A therapeutic trial with N ‐acetylcysteine in subjects with hereditary glutathione synthetase deficiency (5‐oxoprolinuria)

Summary In a therapeutic trial, the effect of short‐term low‐dosage N ‐acetylcysteine supplementation on glutathione metabolism was investigated in two patients with hereditary glutathione deficiency (5‐oxoprolinuria). Clinical and neurophysiological examinations of the patients indicated progressive neurological damage. The pretreatment concentrations of total and free glutathione in leukocytes were 15–20% of normal, whereas the corresponding γ‐glutamylcysteine levels were increased.
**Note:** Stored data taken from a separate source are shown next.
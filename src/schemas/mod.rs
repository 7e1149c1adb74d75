//! Request and response bodies for callers embedding the booking flow

pub mod booking;
mod error;

pub use error::*;
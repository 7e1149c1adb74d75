#[macro_use]
extern crate tracing;

use async_trait::async_trait;
use chrono::{NaiveDateTime, Utc};
use common::Error;
use parking_lot::Mutex;
use serde::{Deserialize, Serialize};

/// A bookable room listed on the marketplace
#[derive(Clone, Debug, Deserialize, Serialize)]
#[serde(rename_all = "camelCase")]
pub struct Room {
	pub id:          i32,
	pub name:        String,
	pub hourly_rate: f64,
	pub created_at:  NaiveDateTime,
}

#[derive(Clone, Debug, Deserialize, Serialize)]
#[serde(rename_all = "camelCase")]
pub struct NewRoom {
	pub name:        String,
	pub hourly_rate: f64,
}

/// Source of room listings for the booking flow
///
/// `None` means no room with the given id exists.
#[async_trait]
pub trait RoomDirectory: Send + Sync {
	async fn get_by_id(&self, room_id: i32) -> Result<Option<Room>, Error>;
}

/// A [`RoomDirectory`] backed by process memory
#[derive(Default)]
pub struct InMemoryRoomDirectory {
	inner: Mutex<DirectoryInner>,
}

#[derive(Default)]
struct DirectoryInner {
	next_id: i32,
	rooms:   Vec<Room>,
}

impl InMemoryRoomDirectory {
	#[must_use]
	pub fn new() -> Self { Self::default() }

	/// Add a [`Room`] to the directory
	pub fn insert(&self, new: NewRoom) -> Room {
		let mut inner = self.inner.lock();

		inner.next_id += 1;

		let room = Room {
			id:          inner.next_id,
			name:        new.name,
			hourly_rate: new.hourly_rate,
			created_at:  Utc::now().naive_utc(),
		};

		inner.rooms.push(room.clone());

		info!("created room {} ({})", room.id, room.name);

		room
	}
}

#[async_trait]
impl RoomDirectory for InMemoryRoomDirectory {
	async fn get_by_id(&self, room_id: i32) -> Result<Option<Room>, Error> {
		let inner = self.inner.lock();

		Ok(inner.rooms.iter().find(|r| r.id == room_id).cloned())
	}
}
use chrono::NaiveDateTime;
use reservation::{Reservation, ReservationState};
use serde::{Deserialize, Serialize};
use serde_with::skip_serializing_none;

use crate::booking::BookingQuote;

/// Request body for booking a room
#[derive(Clone, Debug, Deserialize, Serialize)]
#[serde(rename_all = "camelCase")]
pub struct CreateBookingRequest {
	pub room_id:    i32,
	pub start_time: NaiveDateTime,
	pub end_time:   NaiveDateTime,
}

/// A priced booking window, before anything is persisted
#[derive(Clone, Debug, Deserialize, Serialize)]
#[serde(rename_all = "camelCase")]
pub struct BookingQuoteResponse {
	pub room_id:    i32,
	pub start_time: NaiveDateTime,
	pub end_time:   NaiveDateTime,
	pub price:      f64,
}

impl From<BookingQuote> for BookingQuoteResponse {
	fn from(quote: BookingQuote) -> Self {
		Self {
			room_id:    quote.room_id,
			start_time: quote.interval.start,
			end_time:   quote.interval.end,
			price:      quote.price,
		}
	}
}

/// A stored reservation as shown to callers
#[skip_serializing_none]
#[derive(Clone, Debug, Deserialize, Serialize)]
#[serde(rename_all = "camelCase")]
pub struct ReservationResponse {
	pub id:           i32,
	pub room_id:      i32,
	pub state:        ReservationState,
	pub start_time:   NaiveDateTime,
	pub end_time:     NaiveDateTime,
	pub total_price:  f64,
	pub created_at:   NaiveDateTime,
	pub confirmed_at: Option<NaiveDateTime>,
}

impl From<Reservation> for ReservationResponse {
	fn from(reservation: Reservation) -> Self {
		Self {
			id:           reservation.id,
			room_id:      reservation.room_id,
			state:        reservation.state,
			start_time:   reservation.start_time,
			end_time:     reservation.end_time,
			total_price:  reservation.total_price,
			created_at:   reservation.created_at,
			confirmed_at: reservation.confirmed_at,
		}
	}
}
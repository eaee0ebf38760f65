//! Shared primitives, traits, and utilities for the proclam classifier
//! benchmarking toolkit.
//!
//! `proclam-core` provides the foundation that the metric crates build on:
//!
//! - **Error types** — [`ProclamError`] and [`Result`] for structured error handling
//! - **Prediction matrices** — [`ProbabilityMatrix`], validated N × K class probabilities
//! - **Traits** — [`Metric`] and [`Summarizable`]

pub mod error;
pub mod matrix;
pub mod traits;

pub use error::{ProclamError, Result};
pub use matrix::ProbabilityMatrix;
pub use traits::*;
In plasma, the glutathione concentrations were similarly decreased, but no γ‐glutamylcysteine was detected. Total glutathione in erythrocytes was markedly decreased. Low urinary excretion of cysteinylglycine, cyst(e)ine, taurine, N ‐acetylcysteine, mercaptolactate and mercaptoacetate and reduced leukocyte taurine levels constituted additional evidence of decreased intracellular availability of cysteine, i.e. glutathione. Oral supplementation with N ‐acetylcysteine (5 mg/kg × 3/day) had no effect on acid‐base balance, erythrocyte glutathione levels or 5‐oxoproline concentrations in plasma and urine. In leukocytes, the glutathione concentrations were increased by 20–30%, whereas the γ‐glutamylcysteine levels were essentially unaltered. In parallel, the urinary excretion of cysteinylglycine was increased and the leukocyte levels and urinary outputs of sulphur amino acids were restored. No side‐effects of the treatment were noted. The results indicate that N ‐acetylcysteine may be of value in increasing the low intracellular glutathione concentrations and cysteine availability in patients with hereditary glutathione synthetase deficiency.